Okay, those of you familiar with comic books know that they divide it up into Gold/Silver/Bronze/Modern ages as follows:

Platnium Age: pre-1930s
Golden Age: 1930s-40s
Silver Age: 1950s-1960s
Bronze Age: 1970s-early 1980s
Modern/Iron Age: Mid 1980s-present

Well, I was thinking how could the history of baseball cards be divided like this? Now, IMO, the modern/bronze ages are easy to figure out. The tricky part is figuring out where to draw the line between the gold and silver ages.

Platnium Age: pre-WWII
Golden Age: 1948-1969
Silver Age: 1970-1980
Bronze Age: 1981-98
Modern/Iron Age: 1999-present

Basically the periods are divided by the times that a major ground breaking change was made in the hobby. Post WWII started the Golden Age and what is classically refered to as the modern age.

The major change from Gold to Silver is that by then Topps no longer did nickel packs and marked the end of Mickey Mantle cards. For as long as baseball card collecting has been a mainstream hobby (since late 70s or so), the Mantle cards were always the ultimate post WWII cards to own and the 50s/60s cards/sets have always been very popular and sought after.

The Bronze age starts when Topps loses its monopoly, Traded sets begin, and the hobby is now a full fledged mainstream hobby up there with stamps and coins (which until this point were the two main adult collector hobbies). It is also at this point that collectors take better care of their cards resulting in (to this day) much more plentiful cards in top grades than those in the Silver and especially Golden Ages (not to mention mothers knew by now not to just dump the cards in the trash when their sons/daughters "outgrew" them).

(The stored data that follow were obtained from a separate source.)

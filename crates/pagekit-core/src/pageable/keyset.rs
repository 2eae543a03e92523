//! Keyset (cursor) pageable.

use std::cmp::Ordering;
use std::fmt;
use std::sync::Arc;

use async_trait::async_trait;

use super::{Count, Counter, CountStrategy, Pageable, PageableConfig};
use crate::adapter::{KeysetAdapter, KeysetQuery};
use crate::boundary::{BoundaryExtractor, BoundaryValues, SortSpec};
use crate::identifier::{BoundaryType, KeysetPageIdentifier, PageIdentifier, PageIdentifierKind};
use crate::{Error, Page, Result, TRACING_TARGET_PAGEABLE};

/// Pageable that walks a data source by sort-key boundaries.
///
/// Every fetch asks the adapter for one item more than the page size. The
/// extra item is never returned: on a forward fetch it tells whether a next
/// page exists, on a backward fetch whether a previous one does.
///
/// Boundaries of adjacent pages are taken from the edge items of the current
/// page. When several items share the edge's sort-key values, the identifier
/// carries how many of them were already shown, so ties spanning a page edge
/// are neither dropped nor duplicated.
pub struct KeysetPageable<A, E> {
    adapter: Arc<A>,
    extractor: Arc<E>,
    sort: SortSpec,
    config: PageableConfig,
    counter: Counter,
}

/// Where a single-item read into a run of equal sort keys landed.
#[derive(Debug, Clone, Copy, PartialEq, Eq)]
enum RunPosition {
    /// The item shares the run's sort key.
    Inside,
    /// The item lies past the run.
    Past,
    /// There is no item at that position.
    Empty,
}

/// One adapter response split into page items and the extra item.
struct Fetched<K, T> {
    items: Vec<(K, T)>,
    boundaries: Vec<BoundaryValues>,
    extra: Option<BoundaryValues>,
}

The Modern Age starts after the "Big Five" is reduced to the "Big Three" again and after 1/1's and memorbilia cards really begin to take off.

PS: Yes, I know I made a similar topic like this before but this time I put a slightly different "spin" on it.
WISHLIST
D's: 50P,49S,45D+S,43D,41S,40D,39D+S,38D+S,37D+S,36S,35D+S,all 16-34's
Q's: 52S,47S,46S,40S,39S,38S,37D+S,36D+S,35D,34D,32D+S
74T: 241,435,610,654 97 Finest silver: 115,135,139,145,310
73T:31,55,61,62,63,64,65,66,67,68,80,152,165,189,213,235,237,257,341,344,377,379,390,422,433,453,480,497,545,554,563,580,606,613,630
95 Ultra GM Sets: Golden Prospects,HR Kings,On-Base Leaders,Power Plus,RBI Kings

Comments

  • fkwfkw Posts: 1,766 ✭✭
    To many (including myself).......... Modern = Topps/Bowman etc.., Post 1948.

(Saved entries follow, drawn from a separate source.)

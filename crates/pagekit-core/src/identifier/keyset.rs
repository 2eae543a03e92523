//! Keyset page identifiers.

use std::fmt;

use serde::{Deserialize, Serialize};
use strum::{AsRefStr, Display, EnumString};

use crate::boundary::BoundaryValues;

/// Side of the boundary a keyset page is fetched from.
#[derive(Debug, Default, Clone, Copy, PartialEq, Eq, Hash)]
#[derive(Serialize, Deserialize, AsRefStr, Display, EnumString)]
#[strum(serialize_all = "snake_case")]
pub enum BoundaryType {
    /// Items at or after the boundary, in sort order (paging forward).
    #[default]
    #[serde(rename = "l")]
    Lower,
    /// Items at or before the boundary, in reverse sort order (paging backward).
    #[serde(rename = "u")]
    Upper,
}

impl BoundaryType {
    /// Returns the opposite boundary type.
    pub const fn reversed(self) -> Self {
        match self {
            Self::Lower => Self::Upper,
            Self::Upper => Self::Lower,
        }
    }
}

/// Identifier of a keyset page.
///
/// The page consists of the items at or beyond `boundary` (in the direction
/// given by `boundary_type`), skipping the first `offset_from_boundary` of
/// them, at most `limit` items. The offset accounts for items that share the
/// boundary's sort-key values and were already shown on an adjacent page.
///
/// Without a boundary the identifier denotes the start (`Lower`) or the end
/// (`Upper`) of the data set.
#[derive(Debug, Clone, PartialEq, Serialize, Deserialize)]
pub struct KeysetPageIdentifier {
    /// Sort-key values of the edge item, matching the sort specification.
    #[serde(rename = "b", default, skip_serializing_if = "Option::is_none")]
    pub boundary: Option<BoundaryValues>,
    /// Direction to fetch in, relative to the boundary.
    #[serde(rename = "t", default)]
    pub boundary_type: BoundaryType,
    /// Number of items at the boundary to skip.
    #[serde(rename = "o", default, skip_serializing_if = "is_zero")]
    pub offset_from_boundary: u64,
    /// Maximum number of items on the page.
    #[serde(rename = "l")]
    pub limit: usize,
    /// Advisory 1-based page number, for display only.
    #[serde(rename = "p", default, skip_serializing_if = "Option::is_none")]
    pub page_number: Option<u64>,
}

fn is_zero(value: &u64) -> bool {
    *value == 0
}

impl KeysetPageIdentifier {
    /// Identifier of the first page.
    pub const fn first(limit: usize) -> Self {
        Self {
            boundary: None,
            boundary_type: BoundaryType::Lower,
            offset_from_boundary: 0,
            limit,
            page_number: Some(1),
        }
    }

    /// Identifier of the last page.
    pub const fn last(limit: usize) -> Self {
        Self {
            boundary: None,
            boundary_type: BoundaryType::Upper,
            offset_from_boundary: 0,
            limit,
            page_number: None,
        }
    }

    /// Identifier of the page at or after `boundary`.
    pub const fn lower(boundary: BoundaryValues, offset_from_boundary: u64, limit: usize) -> Self {
        Self {
            boundary: Some(boundary),
            boundary_type: BoundaryType::Lower,
            offset_from_boundary,
            limit,
            page_number: None,
        }
    }

    /// Identifier of the page at or before `boundary`.
    pub const fn upper(boundary: BoundaryValues, offset_from_boundary: u64, limit: usize) -> Self {
        Self {
            boundary: Some(boundary),
            boundary_type: BoundaryType::Upper,
            offset_from_boundary,
            limit,
            page_number: None,
        }
    }

    /// Sets the advisory page number.
    pub fn with_page_number(mut self, page_number: Option<u64>) -> Self {
        self.page_number = page_number;
        self
    }

    /// Returns `true` if this identifier denotes the start of the data set.
    pub fn is_first(&self) -> bool {
        self.boundary.is_none()
            && self.boundary_type == BoundaryType::Lower
            && self.offset_from_boundary == 0
    }
}

impl fmt::Display for KeysetPageIdentifier {
    fn fmt(&self, f: &mut fmt::Formatter<'_>) -> fmt::Result {
        f.write_str("keyset page ")?;
        match &self.boundary {
            Some(boundary) => write!(f, "{} [{boundary}]", self.boundary_type)?,
            None if self.boundary_type == BoundaryType::Lower => f.write_str("at start")?,
            None => f.write_str("at end")?,
        }
        if self.offset_from_boundary > 0 {
            write!(f, " +{}", self.offset_from_boundary)?;
        }
        write!(f, " limit {}", self.limit)
    }
}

    Vintage is Pre1948 (or Pre1941 to some)

    Then you have a large group that only collects cards from the 19th Century, ie. "N cards"........ If anything that would be Platinum


    Usually its just 19th Century, PreWar, and Modern

    IMO This is how I would break it down if I need 5 categories

    19th Century 1868-1899
    DeadBall 1900-1919
    PreWar 1920-1945
    PostWar 1946-1969
    Modern 1970-Now
  • VitoCo1972VitoCo1972 Posts: 6,135 ✭✭✭
    Just my opinion, but I would only use 4 ages and sort like -

    Golden Age - 1934 and prior (34 Goudey or 35 Diamond Stars being the main cutoff point)
    Silver Age - 1935 - 1955 (The end of Bowman and competition ends this age)
    Bronze Age - 1956 - 1980 (Basically the Topps monopoly age)
    Modern Age - 1981 - present (The reintroduction of competition age)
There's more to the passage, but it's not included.